Data Scrapping Suggestion

Hi, I need your valid suggestion. As we use Data Scrapping to scrap the data from the multiple page Right.
Ex. I have 10 pages on the web and I am scrapping the data from there.
suppose I set to fetch 50 records so I run the Bot and it will fetch the first 50 records from the pages and give it me. No mater if the 50 records one page 1 or 2 or any.
Now My question is If I run second time and I don’t want to fetch the records which I fetched when I run the bot first time. Can we skip that first 50 records which Bot already fetched and start from 51 records? I need your suggestion. Is it possible if yes how?
can I set this condition on the Data Scrapping activity itself that I don;t want the records which already fetched.
@Lahiru.Fernando @lakshman @Palaniyappan

Is it a possible scenario.

2 Likes

You can’t directly skip the rows while data scraping.
Instead you fetch all pages and take only the required number of rows from the scraped data table.

newdt = myDataTable.AsEnumerable().Skip(skipRows).Take(50).CopyToDataTable

Skip - Will skip the unwanted rows
Take - Will take the next 50 rows

Regards,
Karthik Byggari

7 Likes

Thanks for your quick response bro.

so where can I use this condition.
newdt = myDataTable.AsEnumerable().Skip(skipRows).Take(50).CopyToDataTable

1 Like

Assign Activity.

Create one variable newdt of type DataTable.

3 Likes

So myDataTable is a DataType variable which is created using the Extracted Structure Data.

So whenever I set this digit it will skip the initial records and start from next?
Take(50)

1 Like

Hi @balkishan

Good question.
I’m not 100% sure on whether we can set that filtering option within the data scraping activity itself. But you can do a workaround to get it done.

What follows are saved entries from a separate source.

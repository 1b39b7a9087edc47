//! Fixed-capacity LRU store shared by every lookup in the process.

use std::{collections::HashMap, sync::Mutex};

use metrics::counter;
use thiserror::Error;

use super::lock::lock_arena;

type NodeIndex = usize;

const NIL: NodeIndex = usize::MAX;

/// Minimal key/value contract the lookup services depend on.
///
/// Callers own key namespacing; the cache treats every key as opaque.
pub trait KeyValueCache<V>: Send + Sync {
    fn get(&self, key: &str) -> Option<V>;
    fn put(&self, key: String, value: V);
}

#[derive(Debug, Error, Clone, Copy, PartialEq, Eq)]
#[error("cache capacity must be a positive integer, got {capacity}")]
pub struct InvalidCapacity {
    pub capacity: usize,
}

#[derive(Debug)]
struct Node<V> {
    key: String,
    value: V,
    /// Toward the most recently used end.
    prev: NodeIndex,
    /// Toward the least recently used end.
    next: NodeIndex,
}

/// Arena-backed recency list plus key index. Not synchronised on its own.
#[derive(Debug)]
struct LruState<V> {
    nodes: Vec<Node<V>>,
    free: Vec<NodeIndex>,
    index: HashMap<String, NodeIndex>,
    head: NodeIndex,
    tail: NodeIndex,
}

impl<V> LruState<V> {
    fn with_capacity(capacity: usize) -> Self {
        Self {
            nodes: Vec::with_capacity(capacity),
            free: Vec::new(),
            index: HashMap::with_capacity(capacity),
            head: NIL,
            tail: NIL,
        }
    }

    fn len(&self) -> usize {
        self.index.len()
    }

    fn unlink(&mut self, idx: NodeIndex) {
        let (prev, next) = (self.nodes[idx].prev, self.nodes[idx].next);

        if prev == NIL {
            self.head = next;
        } else {
            self.nodes[prev].next = next;
        }

        if next == NIL {
            self.tail = prev;
        } else {
            self.nodes[next].prev = prev;
        }

        self.nodes[idx].prev = NIL;
        self.nodes[idx].next = NIL;
    }

    fn push_front(&mut self, idx: NodeIndex) {
        self.nodes[idx].prev = NIL;
        self.nodes[idx].next = self.head;

        if self.head != NIL {
            self.nodes[self.head].prev = idx;
        }
        self.head = idx;

        if self.tail == NIL {
            self.tail = idx;
        }
    }

    fn promote(&mut self, idx: NodeIndex) {
        if self.head == idx {
            return;
        }
        self.unlink(idx);
        self.push_front(idx);
    }

    /// Detach the least recently used node and hand back its slot.
    fn pop_back(&mut self) -> Option<NodeIndex> {
        if self.tail == NIL {
            return None;
        }
        let idx = self.tail;
        self.unlink(idx);
        self.index.remove(&self.nodes[idx].key);
        Some(idx)
    }

    fn allocate(&mut self, node: Node<V>) -> NodeIndex {
        match self.free.pop() {
            Some(idx) => {
                self.nodes[idx] = node;
                idx
            }
            None => {
                self.nodes.push(node);
                self.nodes.len() - 1
            }
        }
    }
}

/// Bounded, thread-safe LRU cache keyed by string.
///
/// `get` promotes on hit, so reads take the same exclusive lock as writes.
/// The lock is never held across an `.await`.
#[derive(Debug)]
pub struct BoundedCache<V> {
    capacity: usize,
    state: Mutex<LruState<V>>,
}

impl<V: Clone> BoundedCache<V> {
    /// Build a cache holding at most `capacity` entries.
    ///
    /// A zero capacity is rejected rather than clamped.
    pub fn new(capacity: usize) -> Result<Self, InvalidCapacity> {
        if capacity == 0 {
            return Err(InvalidCapacity { capacity });
        }

        Ok(Self {
            capacity,
            state: Mutex::new(LruState::with_capacity(capacity)),
        })
    }

    pub fn capacity(&self) -> usize {
        self.capacity
    }

    pub fn len(&self) -> usize {
        lock_arena(&self.state, "len").len()
    }

    pub fn is_empty(&self) -> bool {
        self.len() == 0
    }

    /// Membership check that leaves the recency order untouched.
    pub fn contains(&self, key: &str) -> bool {
        lock_arena(&self.state, "contains")
            .index
            .contains_key(key)
    }

    pub fn get(&self, key: &str) -> Option<V> {
        let mut state = lock_arena(&self.state, "get");
        let Some(&idx) = state.index.get(key) else {
            counter!("pokedex_cache_miss_total").increment(1);
            return None;
        };

        state.promote(idx);
        counter!("pokedex_cache_hit_total").increment(1);
        Some(state.nodes[idx].value.clone())
    }

    pub fn put(&self, key: String, value: V) {
        let mut state = lock_arena(&self.state, "put");

        if let Some(&idx) = state.index.get(&key) {
            state.nodes[idx].value = value;
            state.promote(idx);
            return;
        }

        if state.len() == self.capacity {
            if let Some(slot) = state.pop_back() {
                state.free.push(slot);
                counter!("pokedex_cache_evict_total").increment(1);
            }
        }

        let idx = state.allocate(Node {
            key: key.clone(),
            value,
            prev: NIL,
            next: NIL,
        });
        state.index.insert(key, idx);
        state.push_front(idx);
    }
}

impl<V> KeyValueCache<V> for BoundedCache<V>
where
    V: Clone + Send,
{
    fn get(&self, key: &str) -> Option<V> {
        BoundedCache::get(self, key)
    }

    fn put(&self, key: String, value: V) {
        BoundedCache::put(self, key, value)
    }
}

#[cfg(test)]
mod tests {
    use std::{
        panic::{AssertUnwindSafe, catch_unwind},
        sync::Arc,
        thread,
    };

    use super::*;

    fn cache(capacity: usize) -> BoundedCache<i32> {
        BoundedCache::new(capacity).expect("positive capacity")
    }

    /// Walk the recency list front to back and check it against the index.
    fn recency_keys(cache: &BoundedCache<i32>) -> Vec<String> {
        let state = lock_arena(&cache.state, "test");
        let mut keys = Vec::new();
        let mut cursor = state.head;
        let mut last = NIL;
        while cursor != NIL {
            let node = &state.nodes[cursor];
            assert_eq!(node.prev, last, "back link broken at {}", node.key);
            assert_eq!(state.index.get(&node.key), Some(&cursor));
            keys.push(node.key.clone());
            last = cursor;
            cursor = node.next;
        }
        assert_eq!(state.tail, last);
        assert_eq!(keys.len(), state.index.len());
        keys
    }

    #[test]
    fn zero_capacity_is_rejected() {
        let err = BoundedCache::<i32>::new(0).expect_err("zero capacity must fail");
        assert_eq!(err, InvalidCapacity { capacity: 0 });
    }

    #[test]
    fn new_cache_is_empty_with_fixed_capacity() {
        let cache = cache(3);
        assert!(cache.is_empty());
        assert_eq!(cache.capacity(), 3);

        cache.put("mew".to_string(), 151);
        assert!(!cache.is_empty());
        assert_eq!(cache.capacity(), 3);
    }

    #[test]
    fn put_then_get_returns_value() {
        let cache = cache(2);
        cache.put("mew".to_string(), 151);
        assert_eq!(cache.get("mew"), Some(151));
    }

    #[test]
    fn miss_does_not_change_size() {
        let cache = cache(2);
        cache.put("mew".to_string(), 151);
        assert_eq!(cache.get("pikachu"), None);
        assert_eq!(cache.len(), 1);
    }

    #[test]
    fn capacity_one_evicts_previous_entry() {
        let cache = cache(1);
        cache.put("a".to_string(), 1);
        cache.put("b".to_string(), 2);
        assert_eq!(cache.get("a"), None);
        assert_eq!(cache.get("b"), Some(2));
    }

    #[test]
    fn read_refreshes_recency() {
        let cache = cache(2);
        cache.put("a".to_string(), 1);
        cache.put("b".to_string(), 2);
        assert_eq!(cache.get("a"), Some(1));
        cache.put("c".to_string(), 3);

        assert_eq!(cache.get("a"), Some(1));
        assert_eq!(cache.get("b"), None);
        assert_eq!(cache.get("c"), Some(3));
    }

    #[test]
    fn update_replaces_value_in_place() {
        let cache = cache(1);
        cache.put("a".to_string(), 1);
        assert_eq!(cache.get("a"), Some(1));
        cache.put("a".to_string(), 3);
        assert_eq!(cache.get("a"), Some(3));
        assert_eq!(cache.len(), 1);
    }

    #[test]
    fn update_promotes_existing_key() {
        let cache = cache(2);
        cache.put("a".to_string(), 1);
        cache.put("b".to_string(), 2);
        cache.put("a".to_string(), 10);
        cache.put("c".to_string(), 3);

        assert!(cache.contains("a"));
        assert!(!cache.contains("b"));
        assert_eq!(recency_keys(&cache), ["c", "a"]);
    }

    #[test]
    fn contains_does_not_promote() {
        let cache = cache(2);
        cache.put("a".to_string(), 1);
        cache.put("b".to_string(), 2);
        assert!(cache.contains("a"));
        cache.put("c".to_string(), 3);
        assert!(!cache.contains("a"));
    }

    #[test]
    fn size_never_exceeds_capacity() {
        let cache = cache(3);
        for i in 0..50 {
            cache.put(format!("key-{i}"), i);
            assert!(cache.len() <= 3);
        }
        assert_eq!(recency_keys(&cache), ["key-49", "key-48", "key-47"]);
    }

    #[test]
    fn evicted_slots_are_reused() {
        let cache = cache(2);
        for i in 0..10 {
            cache.put(format!("key-{i}"), i);
        }
        let state = lock_arena(&cache.state, "test");
        assert!(state.nodes.len() <= 2);
    }

    #[test]
    fn concurrent_access_keeps_structure_consistent() {
        let cache = Arc::new(cache(8));
        let handles: Vec<_> = (0..8)
            .map(|worker| {
                let cache = Arc::clone(&cache);
                thread::spawn(move || {
                    for i in 0..500 {
                        let key = format!("k{}", (worker * 7 + i) % 20);
                        if i % 3 == 0 {
                            let _ = cache.get(&key);
                        } else {
                            cache.put(key, i);
                        }
                    }
                })
            })
            .collect();
        for handle in handles {
            handle.join().expect("worker thread");
        }

        assert!(cache.len() <= 8);
        recency_keys(&cache);
    }

    #[test]
    fn recovers_from_poisoned_lock() {
        let cache = cache(2);
        let _ = catch_unwind(AssertUnwindSafe(|| {
            let _guard = cache.state.lock().expect("lock should be acquired");
            panic!("poison cache lock");
        }));
        assert!(cache.state.is_poisoned());

        cache.put("a".to_string(), 1);
        assert_eq!(cache.get("a"), Some(1));
        assert!(!cache.state.is_poisoned());
    }
}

In the first iteration, do the scraping and add the data of that datatable to another datatable. A simple merge data table activity can do this. So what happens here is you store all the data you scrape in another holding datatable variable in each iteration.

Example
Iteration 1
Do the scraping to a datatable.
Merge it to holding datatable variable
Iteration 2
Scraps the sata to a datatable
Merge it
And so on…

So what happens here is all the data you scrape will be saved in the second one. And since you might scrape the same data from previous iterations it will obviously have duplicate records. So to get rid of it, you can simply use a remove duplicate activity to clear those out :slight_smile:

However If you are planning to do separate executions the datatable option will have to be modified a bit because the first time data will not be available for the second because those two are separate executions. So here you can slightly do a modification to write data in each iteration to a temporary excel file. So in each execution, scrape the data and append to the excel. Then at the end, read it and remove the duplicates.

2 Likes

Yes.

3 Likes

Thanks for the response bro. But I want to skip from the initial only. Like I set this condition which @KarthikByggari mentioned in the post and I skip that records and start from the 51. But I have to check it whether it’s working. Because I want to check before fetching not after downloading and then remove.

2 Likes

Yep… looks like @KarthikByggari has a good approach… :slight_smile:

2 Likes

Can I use it directly like first I am using the data scrapping activity and store in a datatype variable. assuming ExtractedDT. so can I pass this variable in the assign activity in the place of myDatatable and assign to some other datatype variable let NewDataTable.
Is it right approach? But showing an error screenshot attached above comment.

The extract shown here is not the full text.